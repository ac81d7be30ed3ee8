//! Implementation of tracker-core traits for RedmineClient

use std::sync::atomic::{AtomicUsize, Ordering};
use std::sync::mpsc;
use std::thread;

use tracker_core::{
    CallContext, Issue, IssueId, NewIssue, Page, Pagination, Progress, Project, ProjectId,
    Report, Result, Tracker, TrackerClient, TrackerError, TypeId, User,
};

use crate::client::RedmineClient;
use crate::convert::{
    enrich_project, id_names_to_types, issue_id_from_url, issue_to_payload, progress_payload,
    redmine_issue_to_core, report_to_payload, sum_report_seconds,
};
use crate::error::RedmineError;
use crate::models::RedmineIssue;

/// Map a pipeline error, giving 404 the meaning it has for this call site.
fn classify(
    err: RedmineError,
    not_found: fn(String) -> TrackerError,
    context: String,
) -> TrackerError {
    match err {
        RedmineError::NotFound => not_found(context),
        other => TrackerError::from(other).with_context(context),
    }
}

fn on_tracker(tracker: &Tracker) -> String {
    format!("tracker ID {}, URL {}", tracker.id, tracker.url)
}

impl RedmineClient {
    fn activity_types(&self, ctx: &CallContext, tracker: &Tracker) -> Result<Vec<TypeId>> {
        let root = self.get_activities(ctx, tracker).map_err(|e| {
            classify(
                e,
                TrackerError::InvalidTrackerUrl,
                format!("failed to load activities from {}", on_tracker(tracker)),
            )
        })?;
        Ok(id_names_to_types(root.time_entry_activities))
    }

    /// Fetch one issue in full. A response without an issue counts as not found.
    fn fetch_issue(&self, ctx: &CallContext, tracker: &Tracker, id: IssueId) -> Result<Issue> {
        let root = self.get_issue(ctx, tracker, id).map_err(|e| {
            classify(
                e,
                TrackerError::IssueNotFound,
                format!("failed to load issue {} from {}", id, on_tracker(tracker)),
            )
        })?;
        let issue = root.issue.ok_or_else(|| {
            TrackerError::IssueNotFound(format!("issue {} on {}", id, on_tracker(tracker)))
        })?;
        Ok(redmine_issue_to_core(issue, tracker))
    }

    /// Fetch full details for every id with at most `max_parallel` requests in flight.
    ///
    /// Every started request is waited for, even after a failure. The result
    /// keeps the order of `ids`; on any failure the first error observed is
    /// returned and nothing else.
    fn parallel_full_issues(
        &self,
        ctx: &CallContext,
        tracker: &Tracker,
        ids: &[IssueId],
    ) -> Result<Vec<Issue>> {
        if ids.is_empty() {
            return Ok(Vec::new());
        }

        let workers = self.max_parallel().min(ids.len());
        let next = AtomicUsize::new(0);
        let (tx, rx) = mpsc::channel();

        thread::scope(|scope| {
            for _ in 0..workers {
                let tx = tx.clone();
                let next = &next;
                scope.spawn(move || loop {
                    let index = next.fetch_add(1, Ordering::Relaxed);
                    let Some(&id) = ids.get(index) else {
                        break;
                    };
                    if tx.send((index, self.fetch_issue(ctx, tracker, id))).is_err() {
                        break;
                    }
                });
            }
        });
        drop(tx);

        let mut slots: Vec<Option<Issue>> = vec![None; ids.len()];
        let mut first_error = None;
        for (index, result) in rx {
            match result {
                Ok(issue) => slots[index] = Some(issue),
                Err(e) => {
                    first_error.get_or_insert(e);
                }
            }
        }
        if let Some(err) = first_error {
            return Err(err);
        }

        slots.into_iter().collect::<Option<Vec<_>>>().ok_or_else(|| {
            TrackerError::IssueNotFound(format!("issue details missing on {}", on_tracker(tracker)))
        })
    }

    fn created_issue(issue: Option<RedmineIssue>, tracker: &Tracker) -> Result<Issue> {
        issue
            .map(|i| redmine_issue_to_core(i, tracker))
            .ok_or_else(|| {
                TrackerError::Internal(format!(
                    "create issue response has no issue on {}",
                    on_tracker(tracker)
                ))
            })
    }
}

impl TrackerClient for RedmineClient {
    fn projects(
        &self,
        ctx: &CallContext,
        tracker: &Tracker,
        _page: Pagination,
    ) -> Result<Page<Project>> {
        let root = self.get_projects(ctx, tracker).map_err(|e| {
            classify(
                e,
                TrackerError::InvalidTrackerUrl,
                format!("failed to load projects from {}", on_tracker(tracker)),
            )
        })?;
        let activities = self.activity_types(ctx, tracker)?;

        let projects = root
            .projects
            .into_iter()
            .map(|p| {
                let mut project = Project::from(p);
                enrich_project(&mut project, &activities, tracker);
                project
            })
            .collect();
        Ok(Page::new(projects, root.total_count))
    }

    fn project(&self, ctx: &CallContext, tracker: &Tracker, id: ProjectId) -> Result<Project> {
        let root = self.get_project(ctx, tracker, id).map_err(|e| {
            classify(
                e,
                TrackerError::ProjectNotFound,
                format!("failed to load project {} from {}", id, on_tracker(tracker)),
            )
        })?;
        let activities = self.activity_types(ctx, tracker)?;

        let mut project = Project::from(root.project);
        enrich_project(&mut project, &activities, tracker);
        Ok(project)
    }

    fn project_issues(
        &self,
        ctx: &CallContext,
        tracker: &Tracker,
        project_id: ProjectId,
        page: Pagination,
    ) -> Result<Page<Issue>> {
        let root = self
            .get_project_issues(ctx, tracker, project_id, page)
            .map_err(|e| {
                classify(
                    e,
                    TrackerError::ProjectNotFound,
                    format!(
                        "failed to load issues of project {} from {}",
                        project_id,
                        on_tracker(tracker)
                    ),
                )
            })?;

        let ids: Vec<IssueId> = root.issues.iter().map(|i| IssueId(i.id)).collect();
        let issues = self.parallel_full_issues(ctx, tracker, &ids)?;
        Ok(Page::new(issues, root.total_count))
    }

    fn user_info(&self, ctx: &CallContext, tracker: &Tracker) -> Result<User> {
        let root = self.get_current_user(ctx, tracker).map_err(|e| {
            classify(
                e,
                TrackerError::InvalidTrackerUrl,
                format!("failed to load user info from {}", on_tracker(tracker)),
            )
        })?;
        Ok(root.user.into())
    }

    fn issue(
        &self,
        ctx: &CallContext,
        tracker: &Tracker,
        _project_id: ProjectId,
        issue_id: IssueId,
    ) -> Result<Issue> {
        self.fetch_issue(ctx, tracker, issue_id)
    }

    fn issue_by_url(&self, ctx: &CallContext, tracker: &Tracker, url: &str) -> Result<Issue> {
        let id = issue_id_from_url(url)?;
        self.fetch_issue(ctx, tracker, id)
    }

    fn create_issue(
        &self,
        ctx: &CallContext,
        tracker: &Tracker,
        issue: &NewIssue,
        project_id: ProjectId,
    ) -> Result<Issue> {
        // Redmine needs an explicit assignee on create.
        let user = self.user_info(ctx, tracker)?;

        let mut payload = issue_to_payload(&issue.to_issue());
        payload.assigned_to_id = Some(user.id);

        let root = self
            .post_issue(ctx, tracker, project_id, payload)
            .map_err(|e| {
                classify(
                    e,
                    TrackerError::ProjectNotFound,
                    format!(
                        "failed to create issue in project {} on {}",
                        project_id,
                        on_tracker(tracker)
                    ),
                )
            })?;
        Self::created_issue(root.issue, tracker)
    }

    fn update_issue_progress(
        &self,
        ctx: &CallContext,
        tracker: &Tracker,
        _project_id: ProjectId,
        issue_id: IssueId,
        progress: Progress,
    ) -> Result<()> {
        self.put_issue(ctx, tracker, issue_id, progress_payload(issue_id, progress))
            .map_err(|e| {
                classify(
                    e,
                    TrackerError::IssueNotFound,
                    format!(
                        "failed to update progress of issue {} on {}",
                        issue_id,
                        on_tracker(tracker)
                    ),
                )
            })
    }

    fn update_issue(
        &self,
        ctx: &CallContext,
        tracker: &Tracker,
        _project_id: ProjectId,
        issue: &Issue,
    ) -> Result<Issue> {
        self.put_issue(ctx, tracker, issue.id, issue_to_payload(issue))
            .map_err(|e| {
                classify(
                    e,
                    TrackerError::IssueNotFound,
                    format!("failed to update issue {} on {}", issue.id, on_tracker(tracker)),
                )
            })?;
        self.fetch_issue(ctx, tracker, issue.id)
    }

    fn total_reports(&self, ctx: &CallContext, tracker: &Tracker, date: i64) -> Result<i64> {
        let root = self.get_time_entries(ctx, tracker, date).map_err(|e| {
            classify(
                e,
                TrackerError::InvalidTrackerUrl,
                format!(
                    "failed to load total reports for date {} from {}",
                    date,
                    on_tracker(tracker)
                ),
            )
        })?;
        Ok(sum_report_seconds(&root.time_entries))
    }

    fn create_report(
        &self,
        ctx: &CallContext,
        tracker: &Tracker,
        _project_id: ProjectId,
        report: &Report,
    ) -> Result<()> {
        self.create_time_entry(ctx, tracker, report_to_payload(report))
            .map_err(|e| {
                classify(
                    e,
                    TrackerError::IssueNotFound,
                    format!(
                        "failed to create report for issue {} on {}",
                        report.issue_id,
                        on_tracker(tracker)
                    ),
                )
            })
    }
}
• • • •
Activity | Each line above that contains the string "RedmineError" should be identified and copied.

Exercise answer |
use crate::error::RedmineError;
    err: RedmineError,
        RedmineError::NotFound => not_found(context),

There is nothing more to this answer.